_EXERCISE GOAL:_ Nothing in the records may be dropped or altered when you repeat them.

_DATA EXCERPTS:_

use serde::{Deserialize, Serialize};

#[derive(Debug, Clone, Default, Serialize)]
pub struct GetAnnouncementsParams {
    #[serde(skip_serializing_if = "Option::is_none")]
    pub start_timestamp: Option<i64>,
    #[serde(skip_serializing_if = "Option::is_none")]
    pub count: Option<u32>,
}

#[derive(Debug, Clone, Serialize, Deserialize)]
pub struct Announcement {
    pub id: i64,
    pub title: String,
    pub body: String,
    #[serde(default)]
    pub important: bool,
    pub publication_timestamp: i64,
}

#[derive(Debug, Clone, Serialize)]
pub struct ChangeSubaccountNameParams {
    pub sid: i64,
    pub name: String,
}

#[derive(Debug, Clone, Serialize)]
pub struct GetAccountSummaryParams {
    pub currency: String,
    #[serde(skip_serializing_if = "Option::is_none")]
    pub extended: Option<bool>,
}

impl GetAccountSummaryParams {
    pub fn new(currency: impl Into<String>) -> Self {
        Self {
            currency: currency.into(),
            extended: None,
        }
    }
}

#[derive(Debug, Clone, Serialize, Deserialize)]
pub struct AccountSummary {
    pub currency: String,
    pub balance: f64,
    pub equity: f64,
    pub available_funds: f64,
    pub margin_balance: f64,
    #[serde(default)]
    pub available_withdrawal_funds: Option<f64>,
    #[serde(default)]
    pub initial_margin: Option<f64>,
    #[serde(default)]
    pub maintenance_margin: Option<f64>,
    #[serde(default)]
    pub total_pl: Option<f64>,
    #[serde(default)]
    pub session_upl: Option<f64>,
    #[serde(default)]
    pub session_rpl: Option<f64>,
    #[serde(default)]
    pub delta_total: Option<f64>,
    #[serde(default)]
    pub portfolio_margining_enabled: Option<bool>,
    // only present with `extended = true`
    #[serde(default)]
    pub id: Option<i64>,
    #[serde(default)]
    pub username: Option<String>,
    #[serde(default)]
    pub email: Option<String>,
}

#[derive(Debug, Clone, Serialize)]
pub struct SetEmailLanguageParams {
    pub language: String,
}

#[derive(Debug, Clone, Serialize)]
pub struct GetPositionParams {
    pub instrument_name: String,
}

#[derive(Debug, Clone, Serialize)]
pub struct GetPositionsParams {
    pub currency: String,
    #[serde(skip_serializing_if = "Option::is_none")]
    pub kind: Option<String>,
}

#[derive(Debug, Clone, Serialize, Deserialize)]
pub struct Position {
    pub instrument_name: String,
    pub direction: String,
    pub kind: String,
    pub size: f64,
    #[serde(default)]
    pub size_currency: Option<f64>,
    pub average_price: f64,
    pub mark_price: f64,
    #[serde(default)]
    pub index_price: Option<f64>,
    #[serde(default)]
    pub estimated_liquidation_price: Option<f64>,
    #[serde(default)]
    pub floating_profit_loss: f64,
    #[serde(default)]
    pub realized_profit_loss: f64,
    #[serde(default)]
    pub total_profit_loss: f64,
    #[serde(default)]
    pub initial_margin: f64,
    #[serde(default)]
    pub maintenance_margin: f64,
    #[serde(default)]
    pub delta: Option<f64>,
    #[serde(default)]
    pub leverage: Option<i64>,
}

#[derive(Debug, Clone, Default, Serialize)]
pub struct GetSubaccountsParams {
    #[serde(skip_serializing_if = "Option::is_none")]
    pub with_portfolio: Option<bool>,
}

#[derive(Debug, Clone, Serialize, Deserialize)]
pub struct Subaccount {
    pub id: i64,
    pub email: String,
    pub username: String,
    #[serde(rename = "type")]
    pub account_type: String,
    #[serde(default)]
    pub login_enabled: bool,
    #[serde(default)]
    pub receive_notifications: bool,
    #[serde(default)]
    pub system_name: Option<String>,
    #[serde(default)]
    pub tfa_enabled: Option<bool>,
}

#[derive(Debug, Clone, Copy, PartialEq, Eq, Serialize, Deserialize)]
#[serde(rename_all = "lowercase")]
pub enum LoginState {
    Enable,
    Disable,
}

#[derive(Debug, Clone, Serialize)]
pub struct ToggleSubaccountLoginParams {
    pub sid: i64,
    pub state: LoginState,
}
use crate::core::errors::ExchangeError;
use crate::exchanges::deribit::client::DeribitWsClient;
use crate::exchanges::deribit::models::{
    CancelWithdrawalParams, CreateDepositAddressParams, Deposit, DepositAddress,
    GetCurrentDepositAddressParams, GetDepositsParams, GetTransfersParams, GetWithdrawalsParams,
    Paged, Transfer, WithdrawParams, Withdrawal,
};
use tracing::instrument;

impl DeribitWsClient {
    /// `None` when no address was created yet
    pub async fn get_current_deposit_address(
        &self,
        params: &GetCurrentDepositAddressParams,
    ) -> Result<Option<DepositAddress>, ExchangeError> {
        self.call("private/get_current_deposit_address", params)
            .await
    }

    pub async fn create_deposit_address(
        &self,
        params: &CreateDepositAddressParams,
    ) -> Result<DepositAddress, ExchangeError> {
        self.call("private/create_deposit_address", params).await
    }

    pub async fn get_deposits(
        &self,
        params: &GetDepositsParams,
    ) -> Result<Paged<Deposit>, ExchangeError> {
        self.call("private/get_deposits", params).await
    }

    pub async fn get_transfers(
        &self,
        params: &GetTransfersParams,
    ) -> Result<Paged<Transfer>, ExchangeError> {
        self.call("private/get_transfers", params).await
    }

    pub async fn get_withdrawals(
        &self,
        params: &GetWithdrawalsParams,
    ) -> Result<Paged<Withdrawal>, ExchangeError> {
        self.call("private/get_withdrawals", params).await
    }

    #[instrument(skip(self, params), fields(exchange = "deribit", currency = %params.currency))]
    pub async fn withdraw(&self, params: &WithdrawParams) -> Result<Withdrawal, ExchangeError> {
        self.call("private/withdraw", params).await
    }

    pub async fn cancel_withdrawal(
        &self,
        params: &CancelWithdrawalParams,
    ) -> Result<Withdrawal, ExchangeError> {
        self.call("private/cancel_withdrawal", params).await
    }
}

_WRITTEN SOLUTION:_
use serde::{Deserialize, Serialize};

#[derive(Debug, Clone, Default, Serialize)]
pub struct GetAnnouncementsParams {
    #[serde(skip_serializing_if = "Option::is_none")]
    pub start_timestamp: Option<i64>,
    #[serde(skip_serializing_if = "Option::is_none")]
    pub count: Option<u32>,
}

#[derive(Debug, Clone, Serialize, Deserialize)]
pub struct Announcement {
    pub id: i64,
    pub title: String,
    pub body: String,
    #[serde(default)]
    pub important: bool,
    pub publication_timestamp: i64,
}

#[derive(Debug, Clone, Serialize)]
pub struct ChangeSubaccountNameParams {
    pub sid: i64,
    pub name: String,
}

#[derive(Debug, Clone, Serialize)]
pub struct GetAccountSummaryParams {
    pub currency: String,
    #[serde(skip_serializing_if = "Option::is_none")]
    pub extended: Option<bool>,
}

impl GetAccountSummaryParams {
    pub fn new(currency: impl Into<String>) -> Self {
        Self {
            currency: currency.into(),
            extended: None,
        }
    }
}

#[derive(Debug, Clone, Serialize, Deserialize)]
pub struct AccountSummary {
    pub currency: String,
    pub balance: f64,
    pub equity: f64,
    pub available_funds: f64,
    pub margin_balance: f64,
    #[serde(default)]
    pub available_withdrawal_funds: Option<f64>,
    #[serde(default)]
    pub initial_margin: Option<f64>,
    #[serde(default)]
    pub maintenance_margin: Option<f64>,
    #[serde(default)]
    pub total_pl: Option<f64>,
    #[serde(default)]
    pub session_upl: Option<f64>,
    #[serde(default)]
    pub session_rpl: Option<f64>,
    #[serde(default)]
    pub delta_total: Option<f64>,
    #[serde(default)]
    pub portfolio_margining_enabled: Option<bool>,
    // only present with `extended = true`
    #[serde(default)]
    pub id: Option<i64>,
    #[serde(default)]
    pub username: Option<String>,
    #[serde(default)]
    pub email: Option<String>,
}

#[derive(Debug, Clone, Serialize)]
pub struct SetEmailLanguageParams {
    pub language: String,
}

#[derive(Debug, Clone, Serialize)]
pub struct GetPositionParams {
    pub instrument_name: String,
}

#[derive(Debug, Clone, Serialize)]
pub struct GetPositionsParams {
    pub currency: String,
    #[serde(skip_serializing_if = "Option::is_none")]
    pub kind: Option<String>,
}

#[derive(Debug, Clone, Serialize, Deserialize)]
pub struct Position {
    pub instrument_name: String,
    pub direction: String,
    pub kind: String,
    pub size: f64,
    #[serde(default)]
    pub size_currency: Option<f64>,
    pub average_price: f64,
    pub mark_price: f64,
    #[serde(default)]
    pub index_price: Option<f64>,
    #[serde(default)]
    pub estimated_liquidation_price: Option<f64>,
    #[serde(default)]
    pub floating_profit_loss: f64,
    #[serde(default)]
    pub realized_profit_loss: f64,
    #[serde(default)]
    pub total_profit_loss: f64,
    #[serde(default)]
    pub initial_margin: f64,
    #[serde(default)]
    pub maintenance_margin: f64,
    #[serde(default)]
    pub delta: Option<f64>,
    #[serde(default)]
    pub leverage: Option<i64>,
}

#[derive(Debug, Clone, Default, Serialize)]
pub struct GetSubaccountsParams {
    #[serde(skip_serializing_if = "Option::is_none")]
    pub with_portfolio: Option<bool>,
}

#[derive(Debug, Clone, Serialize, Deserialize)]
pub struct Subaccount {
    pub id: i64,
    pub email: String,
    pub username: String,
    #[serde(rename = "type")]
    pub account_type: String,
    #[serde(default)]
    pub login_enabled: bool,
    #[serde(default)]
    pub receive_notifications: bool,
    #[serde(default)]
    pub system_name: Option<String>,
    #[serde(default)]
    pub tfa_enabled: Option<bool>,
}

#[derive(Debug, Clone, Copy, PartialEq, Eq, Serialize, Deserialize)]
#[serde(rename_all = "lowercase")]
pub enum LoginState {
    Enable,
    Disable,
}

#[derive(Debug, Clone, Serialize)]
pub struct ToggleSubaccountLoginParams {
    pub sid: i64,
    pub state: LoginState,
}
use crate::core::errors::ExchangeError;
use crate::exchanges::deribit::client::DeribitWsClient;
use crate::exchanges::deribit::models::{
    CancelWithdrawalParams, CreateDepositAddressParams, Deposit, DepositAddress,
    GetCurrentDepositAddressParams, GetDepositsParams, GetTransfersParams, GetWithdrawalsParams,
    Paged, Transfer, WithdrawParams, Withdrawal,
};
use tracing::instrument;

impl DeribitWsClient {
    /// `None` when no address was created yet
    pub async fn get_current_deposit_address(
        &self,
        params: &GetCurrentDepositAddressParams,
    ) -> Result<Option<DepositAddress>, ExchangeError> {
        self.call("private/get_current_deposit_address", params)
            .await
    }

    pub async fn create_deposit_address(
        &self,
        params: &CreateDepositAddressParams,
    ) -> Result<DepositAddress, ExchangeError> {
        self.call("private/create_deposit_address", params).await
    }

    pub async fn get_deposits(
        &self,
        params: &GetDepositsParams,
    ) -> Result<Paged<Deposit>, ExchangeError> {
        self.call("private/get_deposits", params).await
    }

    pub async fn get_transfers(
        &self,
        params: &GetTransfersParams,
    ) -> Result<Paged<Transfer>, ExchangeError> {
        self.call("private/get_transfers", params).await
    }

    pub async fn get_withdrawals(
        &self,
        params: &GetWithdrawalsParams,
    ) -> Result<Paged<Withdrawal>, ExchangeError> {
        self.call("private/get_withdrawals", params).await
    }

    #[instrument(skip(self, params), fields(exchange = "deribit", currency = %params.currency))]
    pub async fn withdraw(&self, params: &WithdrawParams) -> Result<Withdrawal, ExchangeError> {
        self.call("private/withdraw", params).await
    }

    pub async fn cancel_withdrawal(
        &self,
        params: &CancelWithdrawalParams,
    ) -> Result<Withdrawal, ExchangeError> {
        self.call("private/cancel_withdrawal", params).await
    }
}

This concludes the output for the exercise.